Supported by a special three-year grant from the NSW Government’s Office of Sport, Football NSW is in the early stages of implementing an extensive development and support program for players aged 13-19 years of age, all aimed at continuing the successful pipeline of country based female players that have come through Football NSW’s talented player pathways and gone on to represent the country on the world stage.
With the Matildas kicking off their 2021 Olympics campaign this evening, Andrew Fearnley, Football NSW’s Development Manager, Regional, cited former Cowra youngster Ellie Carpenter as the ideal aspirational role model for the participating girls.
“Simply put, we are trying to find the next Ellie, and recognising the struggles and challenges faced by her and players such as the Sykes’ sisters, Sally Shippard, Jada Whyman, Amy Chapman, to name a few, much of which were bought about by remoteness and the additional burdens of travel, lack of depth and quality of competitions, we are doing what we can to support and overcome these barriers.
“I am so pleased that Ellie has kindly agreed to be our ambassador for this program, and we know that she is watching and supporting its progress from afar as we are equally supporting her in Japan.
“Football NSW is working with our regional Branches and Associations to provide as much support as we can for these young players and will shortly also be announcing a special support program for our female coaches in the regions.”
Beyond several training sessions with the squad, two games were played against boys’ teams at Proctor Park, and off the pitch, a workshop on the importance of diet and good nutrition was conducted.
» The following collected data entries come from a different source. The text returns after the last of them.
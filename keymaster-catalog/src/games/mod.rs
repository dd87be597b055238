//! Per-game catalogs.

pub mod abyssus;
pub mod digseum;
pub mod magic_the_gathering;
pub mod melvor_idle;
pub mod pokemon_go;
pub mod splitgate;
pub mod wingspan;

pub use abyssus::Abyssus;
pub use digseum::Digseum;
pub use magic_the_gathering::MagicTheGathering;
pub use melvor_idle::{MelvorDlc, MelvorIdle};
pub use pokemon_go::PokemonGo;
pub use splitgate::Splitgate;
pub use wingspan::{Wingspan, WingspanExpansion};

use crate::error::CatalogError;
use crate::options::{ContentPack, GameOptions};
use crate::provider::CatalogProvider;
use serde::{Deserialize, Serialize};
use std::fmt;
use std::str::FromStr;

#[derive(Debug, Clone, Copy, PartialEq, Eq, Hash, PartialOrd, Ord, Serialize, Deserialize)]
#[serde(rename_all = "snake_case")]
pub enum GameId {
    Abyssus,
    Digseum,
    MagicTheGathering,
    MelvorIdle,
    PokemonGo,
    Splitgate,
    Wingspan,
}

/// Every option key some catalog binds.
pub const OPTION_KEYS: &[&str] = &[MelvorDlc::OPTION_KEY, WingspanExpansion::OPTION_KEY];

impl GameId {
    pub const ALL: [Self; 7] = [
        Self::Abyssus,
        Self::Digseum,
        Self::MagicTheGathering,
        Self::MelvorIdle,
        Self::PokemonGo,
        Self::Splitgate,
        Self::Wingspan,
    ];

    #[must_use]
    pub const fn slug(self) -> &'static str {
        match self {
            Self::Abyssus => "abyssus",
            Self::Digseum => "digseum",
            Self::MagicTheGathering => "magic_the_gathering",
            Self::MelvorIdle => "melvor_idle",
            Self::PokemonGo => "pokemon_go",
            Self::Splitgate => "splitgate",
            Self::Wingspan => "wingspan",
        }
    }

    /// Display name, matching the provider's identity.
    #[must_use]
    pub const fn name(self) -> &'static str {
        match self {
            Self::Abyssus => "Abyssus",
            Self::Digseum => "Digseum",
            Self::MagicTheGathering => "Magic the Gathering",
            Self::MelvorIdle => "Melvor Idle",
            Self::PokemonGo => "Pokemon Go",
            Self::Splitgate => "Splitgate",
            Self::Wingspan => "Wingspan",
        }
    }

    /// Construct the provider for this game, binding any options it
    /// recognises. Options for other games are ignored.
    ///
    /// # Errors
    ///
    /// Returns [`CatalogError::UnknownPack`] when a recognised option names
    /// a pack outside its closed list.
    pub fn build(self, options: &GameOptions) -> Result<Box<dyn CatalogProvider>, CatalogError> {
        let provider: Box<dyn CatalogProvider> = match self {
            Self::Abyssus => Box::new(Abyssus::new()),
            Self::Digseum => Box::new(Digseum::new()),
            Self::MagicTheGathering => Box::new(MagicTheGathering::new()),
            Self::MelvorIdle => Box::new(MelvorIdle::from_options(options)?),
            Self::PokemonGo => Box::new(PokemonGo::new()),
            Self::Splitgate => Box::new(Splitgate::new()),
            Self::Wingspan => Box::new(Wingspan::from_options(options)?),
        };
        Ok(provider)
    }
}

impl fmt::Display for GameId {
    fn fmt(&self, f: &mut fmt::Formatter<'_>) -> fmt::Result {
        f.write_str(self.name())
    }
}

impl FromStr for GameId {
    type Err = CatalogError;

    /// Accepts either the slug or the display name, ignoring case.
    fn from_str(s: &str) -> Result<Self, Self::Err> {
        let wanted = s.trim();
        Self::ALL
            .into_iter()
            .find(|id| {
                id.slug().eq_ignore_ascii_case(wanted) || id.name().eq_ignore_ascii_case(wanted)
            })
            .ok_or_else(|| CatalogError::UnknownGame(wanted.to_string()))
    }
}

/// Build every provider in [`GameId::ALL`] order, warning about option
/// keys no catalog binds.
///
/// # Errors
///
/// Fails on the first provider whose options do not bind.
pub fn build_all(options: &GameOptions) -> Result<Vec<Box<dyn CatalogProvider>>, CatalogError> {
    let _ = options.unrecognized_keys(OPTION_KEYS);
    GameId::ALL.into_iter().map(|id| id.build(options)).collect()
}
Further, the players were treated to a special online ‘zoom’ presentation by Young Matildas and Future Matildas Head Coach Leah Blayney.
Prevented from attending in person because of travel restrictions, Leah’s chat with the players was warmly received and of immense benefit to the playing and coaching group.
Working with Andrew was Southern Highland’s Technical Director, Nick D’Amore, and a number of other regional coaches who were brought in for their own professional development.
“The Camp was extremely well received by the players, the coaches and the parents,” said Fearnley.
“It was a great opportunity to be able to work with the group of such talented players, and now we will provide further opportunities for this slightly older age group.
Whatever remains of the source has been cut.